Inspired by the literary concept of the unreliable narrator and the medieval bestiary, which gave every living thing a spiritual purpose, The Unreliable Bestiary is an ark of stories about animals, our relationships with them, and the worlds they inhabit. The life-long project is presenting a performance for every letter of the alphabet – each letter representing a threatened animal or habitat. Beyond the live performances the project includes a book and DVD documenting each performance, an evolving website, and solo versions of each performance.  The slow accumulation of books and digital-films/DVDs will form an encyclopedic set, transforming the work, giving longer life and physical form to this ephemeral practice.

The deliberate, audaciously ambitious gesture of creating 26 individual, full-length pieces is presenting a tiny sliver of our current catastrophic loss of habitat and biodiversity. The gears of an ecosystem’s clockwork include air, water, animals, money, and the human imagination. Our fantasies, assumptions, and cultural mythologies literally shape the land. Animals and their stories are embedded in our environmental, economic, political, and judicial systems, the systems thoroughly enmeshed with each other. It’s all part of the same cloth. You tug on one corner of the bedsheet and the whole thing moves. Through the animals, The Unreliable Bestiary is about the systems: everything is connected.  In some ways, it comes down to this:  how can you get people excited, or even to just pay attention to something incomprehensibly vast.  It’s been said that by 2050 climate change, rapacious resource extraction, and our exploding population will push half the species on the planet into extinction.  The lions and tigers and bears of our ancient stories will be long gone.  Central to our myths, embedded in our language, rooted in our imaginations - what will we do when our dreams disappear?

In 2009 we opened MONKEY on Darwin’s 200th birthday. We made MONKEY for a black-box theater, but other performances are taking place in specific sites – sites that reflect the specific animal’s story.  Places like circus tents, or national park amphitheaters. We staged 2010’s ELEPHANT in the University of Illinois’ cavernous Stock Pavilion.  ELEPHANT was huge.  The piece featured video projected on two 90-foot long screens, dance, songs, storytelling, and an enormous twelve-foot-high elephant puppet. 

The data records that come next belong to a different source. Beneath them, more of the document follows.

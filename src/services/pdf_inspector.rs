//! PDF inspection - capability layer
//!
//! Pulls the text out of a report and decides whether it carries data.

use std::path::Path;

use pdf_oxide::document::PdfDocument;

use crate::error::PdfError;

/// Classification of one downloaded report
#[derive(Debug, Clone, Copy, PartialEq, Eq)]
pub enum ReportStatus {
    /// The portal rendered its "no records" page
    Empty,
    HasData,
}

/// Text extraction seam; [`PdfOxideExtractor`] in production
pub trait TextExtractor: Send + Sync {
    /// Text of every page, concatenated in page order
    fn extract_text(&self, path: &Path) -> Result<String, PdfError>;
}

/// Extracts text with `pdf_oxide`
#[derive(Debug, Default, Clone, Copy)]
pub struct PdfOxideExtractor;

impl TextExtractor for PdfOxideExtractor {
    fn extract_text(&self, path: &Path) -> Result<String, PdfError> {
        let path_text = path.display().to_string();
        let doc = PdfDocument::open(path).map_err(|e| PdfError::OpenFailed {
            path: path_text.clone(),
            reason: e.to_string(),
        })?;
        let page_count = doc.page_count().map_err(|e| PdfError::OpenFailed {
            path: path_text.clone(),
            reason: e.to_string(),
        })?;

        let mut full_text = String::new();
        for page in 0..page_count {
            let text = doc
                .extract_text(page)
                .map_err(|e| PdfError::ExtractFailed {
                    path: path_text.clone(),
                    page,
                    reason: e.to_string(),
                })?;
            full_text.push_str(&text);
        }
        Ok(full_text)
    }
}

/// `Empty` when `sentinel` occurs anywhere in `text`
pub fn classify(text: &str, sentinel: &str) -> ReportStatus {
    if text.contains(sentinel) {
        ReportStatus::Empty
    } else {
        ReportStatus::HasData
    }
}

#[cfg(test)]
mod tests {
    use super::*;

    const SENTINEL: &str = "Nenhum relatório encontrado para os filtros selecionados";

    #[test]
    fn sentinel_anywhere_means_empty() {
        let text = format!("Relação de Vendas\n{}\nPágina 1", SENTINEL);
        assert_eq!(classify(&text, SENTINEL), ReportStatus::Empty);
    }

    #[test]
    fn report_content_means_data() {
        assert_eq!(classify("Total vendas: R$100", SENTINEL), ReportStatus::HasData);
        assert_eq!(classify("", SENTINEL), ReportStatus::HasData);
    }

    fn write_pdf(dir: &Path, name: &str, text: &str) -> std::path::PathBuf {
        let path = dir.join(name);
        let mut pdf = pdf_oxide::api::Pdf::from_text(text).unwrap();
        pdf.save(&path).unwrap();
        path
    }

    #[test]
    fn pdf_with_no_records_page_is_empty() {
        let dir = tempfile::tempdir().unwrap();
        let path = write_pdf(dir.path(), "filial1.pdf", SENTINEL);

        let text = PdfOxideExtractor.extract_text(&path).unwrap();
        assert_eq!(classify(&text, SENTINEL), ReportStatus::Empty);
    }

    #[test]
    fn pdf_with_sales_lines_has_data() {
        let dir = tempfile::tempdir().unwrap();
        let path = write_pdf(dir.path(), "filial2.pdf", "Total vendas: R$100");

        let text = PdfOxideExtractor.extract_text(&path).unwrap();
        assert!(text.contains("R$100"));
        assert_eq!(classify(&text, SENTINEL), ReportStatus::HasData);
    }

    #[test]
    fn garbage_file_fails_extraction() {
        let dir = tempfile::tempdir().unwrap();
        let path = dir.path().join("filial9.pdf");
        std::fs::write(&path, b"this is not a pdf").unwrap();

        assert!(PdfOxideExtractor.extract_text(&path).is_err());
    }

    #[test]
    fn missing_file_fails_extraction() {
        let err = PdfOxideExtractor
            .extract_text(Path::new("/nonexistent/filial1.pdf"))
            .unwrap_err();
        assert!(matches!(err, PdfError::OpenFailed { .. }));
    }
}
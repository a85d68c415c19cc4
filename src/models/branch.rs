//! Branch and card-type identifiers, plus the artifact naming rules shared by
//! both stages.

use regex::Regex;
use std::path::Path;
use std::sync::OnceLock;

/// Store branch identifier
pub type BranchId = u32;

/// Payment card category code, entered as typed into the portal filter
pub type CardTypeCode = &'static str;

/// Branches reported on every run, in processing order. 11 does not exist.
pub const BRANCH_IDS: &[BranchId] = &[1, 2, 3, 4, 5, 6, 7, 8, 9, 10, 12, 13, 14, 15, 16, 17, 18];

/// Card types applied before each branch report, in entry order
pub const CARD_TYPE_CODES: &[CardTypeCode] = &[
    "1", "4", "5", "6", "9", "10", "11", "16", "17", "18", "19", "20",
];

const ARTIFACT_PREFIX: &str = "filial";

fn artifact_pattern() -> Option<&'static Regex> {
    static PATTERN: OnceLock<Option<Regex>> = OnceLock::new();
    PATTERN
        .get_or_init(|| Regex::new(r"(?i)^filial\d+\.pdf$").ok())
        .as_ref()
}

/// `filial<ID>.pdf`
pub fn artifact_file_name(branch: BranchId) -> String {
    format!("{ARTIFACT_PREFIX}{branch}.pdf")
}

/// `screenshot_filial<ID>.png`
pub fn screenshot_file_name(branch: BranchId) -> String {
    format!("screenshot_{ARTIFACT_PREFIX}{branch}.png")
}

/// True for names the Fetcher already finalized (`filial<digits>.pdf`)
pub fn is_artifact_file_name(name: &str) -> bool {
    artifact_pattern().is_some_and(|re| re.is_match(name))
}

/// True for every name the Distributor picks up: `filial*.pdf`
pub fn is_distributable_file_name(name: &str) -> bool {
    name.starts_with(ARTIFACT_PREFIX) && name.ends_with(".pdf")
}

/// Mapping key of an artifact: its file name without the extension
pub fn branch_key(path: &Path) -> Option<String> {
    path.file_stem()
        .and_then(|s| s.to_str())
        .map(|s| s.to_string())
}
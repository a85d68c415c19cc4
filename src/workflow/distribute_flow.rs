//! Report Distributor flow
//!
//! Two passes over the artifact directory:
//! 1. classify every `filial*.pdf`: empty ones are deleted
//! 2. mail every remaining one to its branch recipient

use std::path::{Path, PathBuf};

use anyhow::Result;
use tokio::fs;
use tracing::{debug, error, info, warn};

use crate::clients::MailSender;
use crate::config::DistributorConfig;
use crate::error::{AppResult, FileError};
use crate::models::{branch_key, is_distributable_file_name};
use crate::services::{classify, render_body, ReportEmail, ReportStatus, TextExtractor};
use crate::utils::logging::truncate_text;

/// Per-run tally, used for the closing log lines and by tests
#[derive(Debug, Default)]
pub struct DistributionSummary {
    /// Empty reports removed from disk
    pub deleted: Vec<String>,
    /// `(file name, message id)` of delivered reports
    pub sent: Vec<(String, String)>,
    /// Reports whose text could not be extracted; left on disk
    pub unreadable: Vec<String>,
    /// Reports without a recipient; left on disk
    pub unmapped: Vec<String>,
    /// Reports whose delivery failed; left on disk
    pub failed: Vec<String>,
}

/// Report Distributor
pub struct ReportDistributor<M, X> {
    config: DistributorConfig,
    mailer: M,
    extractor: X,
}

impl<M, X> ReportDistributor<M, X>
where
    M: MailSender,
    X: TextExtractor,
{
    pub fn new(config: DistributorConfig, mailer: M, extractor: X) -> Self {
        Self {
            config,
            mailer,
            extractor,
        }
    }

    pub async fn run(&self) -> Result<DistributionSummary> {
        let mut summary = DistributionSummary::default();

        let reports = self.list_reports().await?;
        info!(
            "📁 {} report file(s) in {}",
            reports.len(),
            self.config.report_dir.display()
        );

        let mut deliverable = Vec::new();
        for path in reports {
            let name = file_name(&path);
            match self.inspect(&path) {
                Ok(ReportStatus::Empty) => match fs::remove_file(&path).await {
                    Ok(()) => {
                        info!("🗑️ Deleted '{}': matched the empty report text", name);
                        summary.deleted.push(name);
                    }
                    Err(source) => {
                        let e = FileError::DeleteFailed {
                            path: path.display().to_string(),
                            source,
                        };
                        error!("❌ {}", e);
                        summary.failed.push(name);
                    }
                },
                Ok(ReportStatus::HasData) => {
                    info!("✓ Kept '{}': report content found", name);
                    deliverable.push(path);
                }
                Err(e) => {
                    error!("❌ Failed to read '{}': {}", name, e);
                    summary.unreadable.push(name);
                }
            }
        }

        for path in deliverable {
            let name = file_name(&path);
            let Some(key) = branch_key(&path) else {
                warn!("⚠️ No branch key in '{}'. Skipping.", name);
                summary.unmapped.push(name);
                continue;
            };
            let Some(recipient) = self.config.email_map.recipient(&key) else {
                warn!("⚠️ No email mapping found for {}. Skipping.", key);
                summary.unmapped.push(name);
                continue;
            };

            match self.deliver(&path, &name, &key, recipient).await {
                Ok(message_id) => {
                    info!(
                        "📧 Sent '{}' to {} (message ID: {})",
                        name, recipient, message_id
                    );
                    summary.sent.push((name, message_id));
                }
                Err(e) => {
                    error!("❌ Failed to send '{}' to {}: {}", name, recipient, e);
                    summary.failed.push(name);
                }
            }
        }

        Ok(summary)
    }

    /// Candidate reports in name order
    async fn list_reports(&self) -> AppResult<Vec<PathBuf>> {
        let dir = &self.config.report_dir;
        let read_failed = |source| FileError::ReadFailed {
            path: dir.display().to_string(),
            source,
        };
        let mut entries = fs::read_dir(dir).await.map_err(|e| {
            if e.kind() == std::io::ErrorKind::NotFound {
                FileError::DirectoryNotFound {
                    path: dir.display().to_string(),
                }
            } else {
                read_failed(e)
            }
        })?;

        let mut reports = Vec::new();
        while let Some(entry) = entries.next_entry().await.map_err(read_failed)? {
            let name = entry.file_name().to_string_lossy().to_string();
            if is_distributable_file_name(&name) {
                reports.push(entry.path());
            }
        }
        reports.sort();
        Ok(reports)
    }

    fn inspect(&self, path: &Path) -> AppResult<ReportStatus> {
        let text = self.extractor.extract_text(path)?;
        debug!("{}: {}", path.display(), truncate_text(text.trim(), 80));
        Ok(classify(&text, &self.config.sentinel))
    }

    async fn deliver(
        &self,
        path: &Path,
        name: &str,
        key: &str,
        recipient: &str,
    ) -> AppResult<String> {
        let attachment = fs::read(path).await.map_err(|source| FileError::ReadFailed {
            path: path.display().to_string(),
            source,
        })?;

        let email = ReportEmail {
            sender: &self.config.sender,
            recipient,
            subject: &self.config.email_subject,
            body: render_body(&self.config.email_body, key),
            attachment_name: name,
            attachment,
        };
        let raw = email.to_rfc5322()?;
        let message_id = self.mailer.send(&raw).await?;
        Ok(message_id)
    }
}

fn file_name(path: &Path) -> String {
    path.file_name()
        .map(|n| n.to_string_lossy().to_string())
        .unwrap_or_default()
}
use pos_report_relay::clients::{GmailClient, ServiceAccountKey};
use pos_report_relay::utils::logging;
use pos_report_relay::{ChromePortal, DateRange, FetcherConfig, ReportFetcher, ReportPortal};
use pos_report_relay::DistributorConfig;

#[tokio::test]
#[ignore] // needs Chromium and portal credentials: cargo test -- --ignored
async fn test_portal_login_and_form() {
    logging::init();

    let config = FetcherConfig::from_env().expect("username/password not set");

    let mut portal = ChromePortal::launch(&config)
        .await
        .expect("failed to launch browser");

    let result = async {
        portal.login(&config.username, &config.password).await?;
        portal.open_report_form().await
    }
    .await;
    portal.shutdown().await;

    assert!(result.is_ok(), "should reach the report form: {:?}", result.err());
}

#[tokio::test]
#[ignore]
async fn test_fetch_single_branch() {
    logging::init();

    let mut config = FetcherConfig::from_env().expect("username/password not set");
    config.branch_ids = vec![1];

    let portal = ChromePortal::launch(&config)
        .await
        .expect("failed to launch browser");
    let summary = ReportFetcher::new(portal, config.clone())
        .run(DateRange::yesterday())
        .await
        .expect("fetch run failed");

    println!("saved {} / missing {}", summary.saved(), summary.missing());
    assert_eq!(summary.outcomes.len(), 1);
}

#[tokio::test]
#[ignore]
async fn test_mail_api_authorization() {
    logging::init();

    let config = DistributorConfig::from_env().expect("mail environment not set");
    let key = ServiceAccountKey::from_json(&config.service_account_json)
        .expect("GSA_CREDENTIALS is not a service account key");

    let result = GmailClient::authorize(&key, &config.sender).await;

    assert!(result.is_ok(), "should obtain an access token");
}
use std::path::Path;
use std::time::Duration;

use async_trait::async_trait;
use tokio::time::sleep;
use tracing::{debug, info};

use crate::browser::{launch_headless_browser, BrowserSession};
use crate::config::FetcherConfig;
use crate::error::BrowserError;
use crate::infrastructure::PageDriver;
use crate::models::{BranchId, DateRange};
use crate::portal::selectors as sel;
use crate::portal::ReportPortal;

/// [`ReportPortal`] backed by a headless Chromium session
pub struct ChromePortal {
    session: Option<BrowserSession>,
    driver: PageDriver,
    portal_url: String,
    element_timeout: Duration,
    settle_delay: Duration,
}

impl ChromePortal {
    /// Launch the browser; the portal is not contacted until `login`
    pub async fn launch(config: &FetcherConfig) -> Result<Self, BrowserError> {
        let session = launch_headless_browser(
            config.chrome_executable.as_deref(),
            &config.download_dir,
            &config.portal_url,
        )
        .await?;
        let driver = PageDriver::new(session.page.clone(), config.poll_interval);

        Ok(Self {
            session: Some(session),
            driver,
            portal_url: config.portal_url.clone(),
            element_timeout: config.element_timeout,
            settle_delay: config.settle_delay,
        })
    }

    /// Pause for UI changes the portal gives no signal for
    async fn settle(&self) {
        sleep(self.settle_delay).await;
    }
}

#[async_trait]
impl ReportPortal for ChromePortal {
    async fn login(&mut self, username: &str, password: &str) -> Result<(), BrowserError> {
        let timeout = self.element_timeout;
        info!("🔐 Logging in at {}", self.portal_url);
        self.driver.goto(&self.portal_url).await?;

        self.driver.type_into(sel::LOGIN_USER, username, timeout).await?;
        self.driver.type_into(sel::LOGIN_PASSWORD, password, timeout).await?;
        self.driver.click(sel::LOGIN_SUBMIT, timeout).await?;

        self.driver.wait_until_ready(timeout).await?;
        // The side menu only renders once the session is accepted
        self.driver.wait_for(sel::MENU_SEARCH, timeout).await?;
        info!("✓ Logged in");
        Ok(())
    }

    async fn open_report_form(&mut self) -> Result<(), BrowserError> {
        let timeout = self.element_timeout;
        self.driver
            .type_into(sel::MENU_SEARCH, sel::MENU_SEARCH_TEXT, timeout)
            .await?;
        self.driver.click(sel::MENU_SEARCH, timeout).await?;
        self.driver.click(sel::MENU_SALES_REPORT, timeout).await?;

        self.driver.wait_until_ready(timeout).await?;
        self.driver.wait_for(sel::CARD_TYPE_INPUT, timeout).await?;
        info!("✓ Report form open");
        Ok(())
    }

    async fn add_card_type(&mut self, code: &str) -> Result<(), BrowserError> {
        debug!("card type filter: {}", code);
        self.driver
            .type_and_submit(sel::CARD_TYPE_INPUT, code, self.element_timeout)
            .await?;
        self.settle().await;
        Ok(())
    }

    async fn configure_report(
        &mut self,
        range: &DateRange,
        branch: BranchId,
    ) -> Result<(), BrowserError> {
        let timeout = self.element_timeout;

        self.driver.click(sel::TAB_OPTIONS, timeout).await?;
        self.settle().await;
        self.driver.click(sel::PAYMENT_METHOD_TOGGLE, timeout).await?;

        self.driver
            .type_into(sel::DATE_START, &range.start_text(), timeout)
            .await?;
        self.driver
            .type_into(sel::DATE_END, &range.end_text(), timeout)
            .await?;
        self.driver.click(sel::OUTPUT_PDF, timeout).await?;

        self.driver.click(sel::TAB_FILTERS, timeout).await?;
        self.settle().await;
        self.driver.clear(sel::BRANCH_INPUT, timeout).await?;
        self.driver
            .type_and_submit(sel::BRANCH_INPUT, &branch.to_string(), timeout)
            .await?;
        self.settle().await;
        Ok(())
    }

    async fn run_report(&mut self) -> Result<(), BrowserError> {
        self.driver.click(sel::RUN_REPORT, self.element_timeout).await
    }

    async fn clear_filters(&mut self) -> Result<(), BrowserError> {
        self.driver.click(sel::CLEAR_FORM, self.element_timeout).await?;
        // The form is usable again once the card filter input is back
        self.driver
            .wait_for(sel::CARD_TYPE_INPUT, self.element_timeout)
            .await?;
        self.settle().await;
        Ok(())
    }

    async fn capture_screenshot(&mut self, path: &Path) -> Result<(), BrowserError> {
        self.driver.screenshot(path).await
    }

    async fn shutdown(&mut self) {
        if let Some(session) = self.session.take() {
            session.close().await;
        }
    }
}
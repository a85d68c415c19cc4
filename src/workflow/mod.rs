pub mod distribute_flow;
pub mod fetch_flow;

pub use distribute_flow::{DistributionSummary, ReportDistributor};
pub use fetch_flow::{FetchOutcome, FetchSummary, ReportFetcher};
//! Google service account key and the signed JWT assertion built from it.

use jsonwebtoken::{encode, Algorithm, EncodingKey, Header};
use serde::{Deserialize, Serialize};

use crate::error::MailError;

pub const DEFAULT_TOKEN_URI: &str = "https://oauth2.googleapis.com/token";

/// Lifetime requested for the assertion; Google caps it at one hour
const ASSERTION_TTL_SECS: i64 = 3600;

/// The fields of a service account key file this crate needs
#[derive(Debug, Clone, Deserialize)]
pub struct ServiceAccountKey {
    pub client_email: String,
    pub private_key: String,
    #[serde(default)]
    pub private_key_id: Option<String>,
    #[serde(default = "default_token_uri")]
    pub token_uri: String,
}

fn default_token_uri() -> String {
    DEFAULT_TOKEN_URI.to_string()
}

#[derive(Debug, Serialize, Deserialize)]
pub struct AssertionClaims {
    pub iss: String,
    /// Impersonated user (domain-wide delegation)
    pub sub: String,
    pub scope: String,
    pub aud: String,
    pub iat: i64,
    pub exp: i64,
}

impl ServiceAccountKey {
    /// Parse the key JSON as handed over in the environment
    pub fn from_json(json: &str) -> Result<Self, MailError> {
        serde_json::from_str(json).map_err(|e| MailError::InvalidKey {
            reason: e.to_string(),
        })
    }

    /// RS256-signed assertion for `scope`, acting as `subject`
    pub fn signed_assertion(&self, subject: &str, scope: &str) -> Result<String, MailError> {
        let now = chrono::Utc::now().timestamp();
        let claims = AssertionClaims {
            iss: self.client_email.clone(),
            sub: subject.to_string(),
            scope: scope.to_string(),
            aud: self.token_uri.clone(),
            iat: now,
            exp: now + ASSERTION_TTL_SECS,
        };

        let mut header = Header::new(Algorithm::RS256);
        header.kid = self.private_key_id.clone();

        let key = EncodingKey::from_rsa_pem(self.private_key.as_bytes()).map_err(|e| {
            MailError::InvalidKey {
                reason: e.to_string(),
            }
        })?;

        encode(&header, &claims, &key).map_err(|e| MailError::InvalidKey {
            reason: e.to_string(),
        })
    }
}
use anyhow::Result;
use pos_report_relay::utils::logging;
use pos_report_relay::{ChromePortal, DateRange, FetcherConfig, ReportFetcher};

#[tokio::main]
async fn main() -> Result<()> {
    logging::init();
    logging::log_startup("Report fetch");

    // Setup errors are fatal before the browser starts
    let config = FetcherConfig::from_env()?;
    let range = DateRange::yesterday();

    let portal = ChromePortal::launch(&config).await?;
    let summary = ReportFetcher::new(portal, config).run(range).await?;

    logging::print_final_stats(
        "Report fetch",
        &[
            ("✅ Saved", summary.saved()),
            ("❌ Missing", summary.missing()),
        ],
    );
    Ok(())
}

In September 2013 we presented WOLF, The Bestiary’s third performance. After a park-ranger-guided bus trip to forested Allerton Park (Monticello, Illinois), the audience was led over the river and through the woods to grandmother’s house: a barn filled with video, dance, music, and stories that pulled some of the threads together. The sprawling 2013 piece was distilled into a one-man presentation - part live performance, part cinematic documentation - which toured film festivals, galleries, theaters, and living rooms. 

BEAR will be our 4th performance.  With death in the fall and life in the spring, hibernation links the bear’s yearly cycle to Persephone, resurrection, the Underworld, sowing, and reaping. BEAR mediation on seasons and time will be staged in three chapters: Fall (2016), Winter (2016-17), and Spring (2017).   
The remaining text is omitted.